Ellis absolutely denies killing her husband, but she's had to admit to a few embarrassing facts. She took money from her teenage son without his knowledge, for instance. She also arranged to put her husband's remains in a used urn. Tuesday, she addressed some of the biggest questions in the case.

Kathryn Ellis' version of her husband's death has always implicated a mystery intruder. So a jailhouse phone conversation with her mother where she discussed trying to get out of jail on an ankle monitor raised eyebrows among investigators.

"I'm not a risk," she told her mother in the recorded conversation. "I'm not a flight risk."

"I'm going to talk to (defense attorney) Antonio (Alvarez)," her mother said.

"I'm not a risk of doing anything again," Ellis said.

But when prosecutor Stephanie Savrnoch asked what Ellis meant by "doing anything again", the accused killer was ready with an explanation.

"I was merely referring to the fact that I wouldn't do anything against the ankle monitor," she said.

Ellis says her mother, Karen Hopkins, is a close friend and confidant. But even though Hopkins picked her up at the house after Robert's murder, and they talk every day, Ellis says her mom never asked her about what happened that night.

"She didn't," Ellis said. "Her and I didn't specifically… she had gotten information from the police that were on scene plus the chaplain that had been sitting with me the entire time."
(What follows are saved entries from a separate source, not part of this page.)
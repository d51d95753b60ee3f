use clap::{Parser, Subcommand};
use std::process;

mod commands;
mod error;
mod output;

use commands::{config, demo};
use error::{exit_codes, CliError};

/// supervisorctl - operator CLI for the fleet supervisor control plane
#[derive(Parser)]
#[command(name = "supervisorctl")]
#[command(author = "Fleet Supervisor Contributors")]
#[command(version)]
#[command(about = "Operator CLI for the fleet supervisor control plane", long_about = None)]
#[command(propagate_version = true)]
#[command(arg_required_else_help = true)]
struct Cli {
    #[command(subcommand)]
    command: Commands,

    /// Enable verbose output
    #[arg(short, long, global = true)]
    verbose: bool,

    /// Disable colored output
    #[arg(long, global = true)]
    no_color: bool,
}

#[derive(Subcommand)]
enum Commands {
    /// Configuration management commands
    #[command(subcommand)]
    Config(config::ConfigCommands),

    /// Run an in-process rehearsal of the supervisor against simulated
    /// workers, to validate a configuration before wiring up real ones
    #[command(visible_alias = "d")]
    Demo(demo::DemoArgs),

    /// Generate shell completions
    Completions {
        /// The shell to generate completions for
        #[arg(value_enum)]
        shell: clap_complete::Shell,
    },
}

#[tokio::main]
async fn main() {
    tracing_subscriber::fmt()
        .with_env_filter(
            tracing_subscriber::EnvFilter::try_from_default_env()
                .unwrap_or_else(|_| tracing_subscriber::EnvFilter::new("info")),
        )
        .init();

    let cli = Cli::parse();

    if cli.no_color {
        colored::control::set_override(false);
    }

    let result = match cli.command {
        Commands::Config(cmd) => config::execute(cmd, cli.verbose).await,
        Commands::Demo(args) => demo::execute(args, cli.verbose).await,
        Commands::Completions { shell } => {
            generate_completions(shell);
            Ok(())
        }
    };

    if let Err(e) = result {
        match e.downcast_ref::<CliError>() {
            Some(cli_err) => {
                cli_err.print_error();
                let code = match cli_err {
                    CliError::ConfigAlreadyExists { .. } | CliError::Configuration { .. } => exit_codes::CONFIG_ERROR,
                    CliError::InvalidInput { .. } => exit_codes::INVALID_INPUT,
                    CliError::Supervisor(_) => exit_codes::ERROR,
                };
                if cli.verbose {
                    eprintln!("\nCaused by:");
                    for cause in e.chain().skip(1) {
                        eprintln!("  {cause}");
                    }
                }
                process::exit(code);
            }
            None => {
                eprintln!("Error: {e}");
                if cli.verbose {
                    eprintln!("\nCaused by:");
                    for cause in e.chain().skip(1) {
                        eprintln!("  {cause}");
                    }
                }
                process::exit(exit_codes::ERROR);
            }
        }
    }
}

fn generate_completions(shell: clap_complete::Shell) {
    use clap::CommandFactory;
    use clap_complete::generate;
    use std::io;

    let mut cmd = Cli::command();
    let bin_name = cmd.get_name().to_string();
    generate(shell, &mut cmd, bin_name, &mut io::stdout());
}
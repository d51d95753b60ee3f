// Licensed under the Apache License, Version 2.0 <LICENSE-APACHE or
// https://www.apache.org/licenses/LICENSE-2.0> or the MIT license
// <LICENSE-MIT or https://opensource.org/licenses/MIT>, at your
// option. This file may not be copied, modified, or distributed
// except according to those terms.

//! Component G: the Health Monitor.
//!
//! The sweep itself ([`Supervisor::health_tick`]) is a plain method so it
//! can be driven directly by tests; [`spawn_health_monitor`] is the
//! production entry point that runs it periodically on its own scheduling
//! domain, per the concurrency model's "second scheduling domain".

use std::sync::Arc;
use std::time::Duration;

use tokio::sync::Mutex;
use tracing::warn;

use super::state::Supervisor;
use super::types::ModelUid;

impl Supervisor {
    /// One health sweep: age every worker's status, evict the ones that hit
    /// zero, and purge every model a dead worker was serving. Returns the
    /// model UIDs purged this tick, for logging by the caller.
    ///
    /// Never panics on a missing entry — a worker that was removed between
    /// the eviction check and the purge step is simply skipped, matching
    /// the "sweep never throws" design.
    pub fn health_tick(&mut self) -> Vec<ModelUid> {
        let dead = self.workers.tick_health(self.config.health_check_timeout);
        let mut purged = Vec::new();
        for address in &dead {
            let affected = self.replicas.models_affected_by_worker(address);
            for model_uid in &affected {
                self.replicas.remove_model(model_uid);
                self.collective.destroy(model_uid);
                purged.push(model_uid.clone());
            }
            self.workers.remove_worker(address);
            if !affected.is_empty() {
                warn!(address, ?affected, "evicted worker invalidated models");
            }
        }
        purged
    }
}

/// Handle to a running health-monitor loop; dropping it does not stop the
/// loop (use [`HealthMonitorHandle::stop`]).
pub struct HealthMonitorHandle {
    task: tokio::task::JoinHandle<()>,
}

impl HealthMonitorHandle {
    /// Abort the background sweep loop.
    pub fn stop(self) {
        self.task.abort();
    }
}

/// Spawn the periodic sweep loop as its own `tokio::task`, a scheduling
/// domain independent of any caller's request/response path. Returns `None`
/// if `disable_health_monitor` is set (used by tests that want full control
/// over eviction timing).
pub fn spawn_health_monitor(supervisor: Arc<Mutex<Supervisor>>) -> Option<HealthMonitorHandle> {
    let interval_secs = {
        let guard = supervisor.try_lock().expect("supervisor must be unshared at startup");
        if guard.config.disable_health_monitor {
            return None;
        }
        guard.config.health_check_interval
    };

    let task = tokio::spawn(async move {
        let mut ticker = tokio::time::interval(Duration::from_secs(interval_secs));
        loop {
            ticker.tick().await;
            let purged = {
                let mut guard = supervisor.lock().await;
                guard.health_tick()
            };
            if !purged.is_empty() {
                warn!(?purged, "health sweep purged models");
            }
        }
    });

    Some(HealthMonitorHandle { task })
}

#[cfg(test)]
mod tests {
    use std::sync::Arc;

    use super::super::config::SupervisorConfig;
    use super::super::test_support::{FakeCacheTracker, FakeProgressTracker, FakeStatusGuard, FakeWorker};
    use super::*;

    fn new_supervisor() -> Supervisor {
        Supervisor::new(
            "self:9000",
            SupervisorConfig {
                health_check_timeout: 1,
                health_check_failure_threshold: 2,
                ..SupervisorConfig::default()
            },
            Arc::new(FakeStatusGuard::default()),
            Arc::new(FakeCacheTracker::default()),
            Arc::new(FakeProgressTracker),
        )
    }

    #[tokio::test]
    async fn dead_worker_purges_its_models_only() {
        let mut sup = new_supervisor();
        sup.add_worker(Arc::new(FakeWorker::new("good"))).unwrap();
        sup.add_worker(Arc::new(FakeWorker::new("bad"))).unwrap();
        sup.replicas.insert("x".into(), 1);
        sup.replicas.bind_worker("x", 0, 1, "good".into());
        sup.replicas.insert("y".into(), 1);
        sup.replicas.bind_worker("y", 0, 1, "bad".into());

        tokio::time::sleep(Duration::from_millis(1100)).await;
        sup.workers.report_status("good", Default::default());
        let purged = sup.health_tick();
        assert!(purged.is_empty());
        assert!(sup.list_workers().contains(&"bad".to_string()));

        tokio::time::sleep(Duration::from_millis(1100)).await;
        sup.workers.report_status("good", Default::default());
        let purged = sup.health_tick();
        assert_eq!(purged, vec!["y".to_string()]);
        assert!(sup.replicas.contains("x"));
        assert!(!sup.replicas.contains("y"));
        assert!(!sup.list_workers().contains(&"bad".to_string()));
        assert!(sup.list_workers().contains(&"good".to_string()));
    }
}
Ellis had explanations for several other questions critical to the case. She said she straightened out this bed after Robert got out of it to check on the intruder, so detectives found no imprints. She said the used urn she arranged to put his ashes in formerly belonged to a close family friend. And she said she knew almost exactly what her son would receive in Social Security benefits after Robert's death because she'd received a statement from the Social Security Administration shortly before his death in September 2012.

"What if I was to tell you the Social Security Administration stopped sending out statements in the mail in 2011?" asked the prosecutor, Savrnoch.

"I would be surprised because I had what I recall to be current statements," Ellis said.

Attorneys will make closing arguments Wednesday morning. After that, it'll be up to the jury to decide whether Ellis goes home or goes to prison for the rest of her life.